I find that interesting, and a good sign for Newton’s outlook (or, at a minimum, a sign that with better coaching, he’d have better numbers).
I said earlier that Newton was bad on 2nd down; let’s break that down a bit. In 2nd-and-long situations (2nd-and-7+), the real knock on Newton seems to be that he’s trying to do too much. He has only 8 completions on 2nd-and-long that did not go for a first down. To put it another way, 65% of his 2nd-and-long completions have gone for a first down, the highest rate in the league. And his 2nd-and-long passes that didn’t go for a first down gained only 1.5 yards per attempt, the lowest rate in the league.
What does all that mean? On 2nd-and-long, Newton is pressing. He’s trying to get the first down on one play, and only if everyone is covered will he essentially throw a meaningless checkdown. On 43 pass plays (41 attempts, 2 sacks) on 2nd-and-long, only six times have the Panthers gained between 3 and 6 yards. Ben Roethlisberger, who is complaining about his dink and dunk offense, has gained between 3 and 6 yards 12 times on 59 such plays (56 attempts, 3 sacks).
We can break the numbers down based on how the pass is designated, too. On 59 pass plays on 2nd-and-long, Roethlisberger was sacked 3 times and the game charters did not add anymore description to the play twice.

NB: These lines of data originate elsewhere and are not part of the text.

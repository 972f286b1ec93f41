use crate::mood::Pitch;
use std::time::Duration;

/// Gap between consecutive note onsets.
pub const NOTE_INTERVAL_SECS: f64 = 0.5;
pub const TEMPO_BPM: f64 = 120.0;
/// One eighth note at [`TEMPO_BPM`].
pub const NOTE_DURATION_SECS: f64 = 60.0 / TEMPO_BPM / 2.0;
/// Silence kept after the last interval before playback or capture ends.
pub const TRAILING_MARGIN_SECS: f64 = 0.2;

#[derive(Debug, Clone, Copy, PartialEq)]
pub struct ScheduledNote {
    pub index: usize,
    pub pitch: Pitch,
    pub start_offset: f64,
    pub duration: f64,
}

#[derive(Debug, Clone, PartialEq, Default)]
pub struct MelodySchedule {
    notes: Vec<ScheduledNote>,
}

impl MelodySchedule {
    pub fn notes(&self) -> &[ScheduledNote] {
        &self.notes
    }

    pub fn len(&self) -> usize {
        self.notes.len()
    }

    pub fn is_empty(&self) -> bool {
        self.notes.is_empty()
    }

    pub fn total_duration(&self) -> f64 {
        self.notes.len() as f64 * NOTE_INTERVAL_SECS
    }

    /// Offset at which a playback or capture of this schedule is over.
    pub fn completion_offset(&self) -> f64 {
        self.total_duration() + TRAILING_MARGIN_SECS
    }
}

pub fn build_schedule(pitches: &[Pitch]) -> MelodySchedule {
    let notes = pitches
        .iter()
        .enumerate()
        .map(|(index, pitch)| ScheduledNote {
            index,
            pitch: *pitch,
            start_offset: index as f64 * NOTE_INTERVAL_SECS,
            duration: NOTE_DURATION_SECS,
        })
        .collect();
    MelodySchedule { notes }
}

pub(crate) fn seconds(value: f64) -> Duration {
    Duration::from_secs_f64(value.max(0.0))
}

#[cfg(test)]
mod tests {
    use super::*;
    use crate::mood::Mood;

    #[test]
    fn spaces_notes_half_a_second_apart() {
        let pitches: Vec<Pitch> = [Mood::Happy, Mood::Calm, Mood::Sad, Mood::Tired, Mood::Happy]
            .iter()
            .map(Mood::pitch)
            .collect();
        let schedule = build_schedule(&pitches);

        assert_eq!(schedule.len(), pitches.len());
        for (i, note) in schedule.notes().iter().enumerate() {
            assert_eq!(note.index, i);
            assert_eq!(note.pitch, pitches[i]);
            assert_eq!(note.start_offset, i as f64 * 0.5);
            assert!(note.duration <= NOTE_INTERVAL_SECS);
        }
        assert!(schedule.notes().windows(2).all(|w| w[0].start_offset < w[1].start_offset));
    }

    #[test]
    fn mood_sequence_becomes_eighth_notes() {
        let pitches = [Mood::Happy.pitch(), Mood::Calm.pitch(), Mood::Sad.pitch()];
        let schedule = build_schedule(&pitches);

        let summary: Vec<(String, f64, f64)> = schedule
            .notes()
            .iter()
            .map(|note| (note.pitch.to_string(), note.start_offset, note.duration))
            .collect();
        assert_eq!(
            summary,
            [
                ("C4".to_string(), 0.0, 0.25),
                ("E4".to_string(), 0.5, 0.25),
                ("A3".to_string(), 1.0, 0.25)
            ]
        );
        assert!((schedule.completion_offset() - 1.7).abs() < 1e-9);
    }

    #[test]
    fn empty_input_yields_empty_schedule() {
        let schedule = build_schedule(&[]);
        assert!(schedule.is_empty());
        assert_eq!(schedule.total_duration(), 0.0);
    }
}
use super::AudioError;
use crate::mood::Pitch;
use std::sync::{Arc, Mutex, MutexGuard, PoisonError};

const ATTACK_SECS: f64 = 0.005;
const DECAY_SECS: f64 = 0.1;
const SUSTAIN_LEVEL: f64 = 0.3;
const RELEASE_SECS: f64 = 1.0;
const GAIN: f64 = 0.5;

pub type SharedVoice = Arc<Mutex<Voice>>;

/// Locks a shared voice, recovering it if a previous holder panicked.
pub fn lock_voice(voice: &SharedVoice) -> MutexGuard<'_, Voice> {
    voice.lock().unwrap_or_else(PoisonError::into_inner)
}

#[derive(Debug, Clone, Copy)]
struct Trigger {
    frequency: f64,
    start: u64,
    release: u64,
}

/// Monophonic triangle synth with an ADSR envelope.
///
/// Triggers are stored in sample positions relative to `origin`, the audio
/// clock time at which the voice produced its first sample. A new trigger
/// cuts off whatever note was sounding before it.
#[derive(Debug)]
pub struct Voice {
    sample_rate: u32,
    origin: f64,
    position: u64,
    triggers: Vec<Trigger>,
    next_trigger: usize,
    active: Option<Trigger>,
    phase: f64,
}

impl Voice {
    pub fn new(sample_rate: u32, origin: f64) -> Self {
        Self {
            sample_rate,
            origin,
            position: 0,
            triggers: Vec::new(),
            next_trigger: 0,
            active: None,
            phase: 0.0,
        }
    }

    pub fn shared(self) -> SharedVoice {
        Arc::new(Mutex::new(self))
    }

    pub fn sample_rate(&self) -> u32 {
        self.sample_rate
    }

    /// Audio clock time of the next sample this voice will produce.
    pub fn now(&self) -> f64 {
        self.origin + self.position as f64 / f64::from(self.sample_rate)
    }

    pub fn armed(&self) -> usize {
        self.triggers.len()
    }

    /// Arms `pitch` to start at clock time `at` and release `duration` later.
    ///
    /// Triggers must arrive in ascending start order. A start time already in
    /// the past sounds at the next produced sample.
    pub fn trigger_attack_release(
        &mut self,
        pitch: Pitch,
        duration: f64,
        at: f64,
    ) -> Result<(), AudioError> {
        let start = self.to_sample(at).max(self.position);
        if let Some(previous) = self.triggers.last() {
            if start < previous.start {
                return Err(AudioError::OutOfOrder { at, previous: self.to_time(previous.start) });
            }
        }
        let release = start + self.to_samples(duration.max(0.0));
        self.triggers.push(Trigger { frequency: pitch.frequency(), start, release });
        Ok(())
    }

    /// True once every armed note has fully released.
    pub fn is_finished(&self) -> bool {
        match self.triggers.last() {
            Some(last) => self.position >= self.silent_sample(last),
            None => true,
        }
    }

    /// Clock time at which the last armed note has faded out.
    pub fn silent_at(&self) -> Option<f64> {
        self.triggers.last().map(|last| self.to_time(self.silent_sample(last)))
    }

    fn silent_sample(&self, trigger: &Trigger) -> u64 {
        trigger.release + self.to_samples(RELEASE_SECS)
    }

    pub fn next_sample(&mut self) -> f32 {
        while let Some(trigger) = self.triggers.get(self.next_trigger).copied() {
            if trigger.start > self.position {
                break;
            }
            self.active = Some(trigger);
            self.next_trigger += 1;
            self.phase = 0.0;
        }

        let sample = match self.active {
            Some(trigger) => {
                let rate = f64::from(self.sample_rate);
                let elapsed = (self.position - trigger.start) as f64 / rate;
                let held = (trigger.release - trigger.start) as f64 / rate;
                let value = triangle(self.phase) * envelope(elapsed, held) * GAIN;
                self.phase = (self.phase + trigger.frequency / rate).fract();
                value
            }
            None => 0.0,
        };
        self.position += 1;
        sample as f32
    }

    pub fn fill(&mut self, out: &mut Vec<f32>, count: usize) {
        out.reserve(count);
        for _ in 0..count {
            out.push(self.next_sample());
        }
    }

    fn to_sample(&self, at: f64) -> u64 {
        self.to_samples(at - self.origin)
    }

    fn to_samples(&self, seconds: f64) -> u64 {
        (seconds.max(0.0) * f64::from(self.sample_rate)).round() as u64
    }

    fn to_time(&self, sample: u64) -> f64 {
        self.origin + sample as f64 / f64::from(self.sample_rate)
    }
}

fn triangle(phase: f64) -> f64 {
    1.0 - 4.0 * (phase - 0.5).abs()
}

fn envelope(elapsed: f64, held: f64) -> f64 {
    if elapsed < held {
        return attack_decay_sustain(elapsed);
    }
    let released = elapsed - held;
    if released >= RELEASE_SECS {
        return 0.0;
    }
    attack_decay_sustain(held) * (1.0 - released / RELEASE_SECS)
}

fn attack_decay_sustain(elapsed: f64) -> f64 {
    if elapsed < ATTACK_SECS {
        elapsed / ATTACK_SECS
    } else if elapsed < ATTACK_SECS + DECAY_SECS {
        1.0 - (1.0 - SUSTAIN_LEVEL) * (elapsed - ATTACK_SECS) / DECAY_SECS
    } else {
        SUSTAIN_LEVEL
    }
}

On the remaining 54 attempts, Roethlisberger’s throw was classified as “short” 50 times and as “deep” 4 times. Newton had 34 “short” throws and 7 deep throws on his 41 pass plays. And Newton isn’t getting much help, either. On his 34 “short” throws, his receivers gained 7+ yards just 13 times, while 25 of Roethlisberger’s “short” throws went for at least seven yards.
Maybe Newton just isn’t accurate on short throws, but I think there’s more to it than that. I said at the top that I don’t really care about the nonsense with Newton, but maybe I should. I think the nonsense is starting to have an effect, and Cam is likely trying to do too much to live up to some very high expectations. He’s been great on first downs, but he tries to do too much on 2nd and 3rd downs. This is something that Alex Smith said he struggled with early in his career:
“[Following Montana and Young] and being a No. 1 draft pick carries its share of pressure and demands,” Smith says. “I do feel like as a young player I was trying to justify myself on every … single … throw. I wanted to throw the great ball every … single … time.
“I don’t know if it necessarily was the quarterback lineage here. But, yeah, it was a little bit. Being a No. 1, too, you have to validate all that stuff. I tried to. I tried to every single time I came out to make a throw.
I’m not a psychiatrist, and I haven’t ever met Newton, but I get the sense that he’s dealing with same of the same issues here, and the data support that theory. I also don’t think Newton is getting a lot of help from his coaching staff or his teammates. They shouldn’t be making things so difficult for him; he needs to have more intermediate routes available to him, more checkdown options, and more players who can make big plays after the catch. Carolina strikes me as a team that could be a lot more effective if they used some dink and dunk; if Ron Rivera and Rob Chudzinski don’t fix the offense, the Panthers would be justified in finding some coaches who can.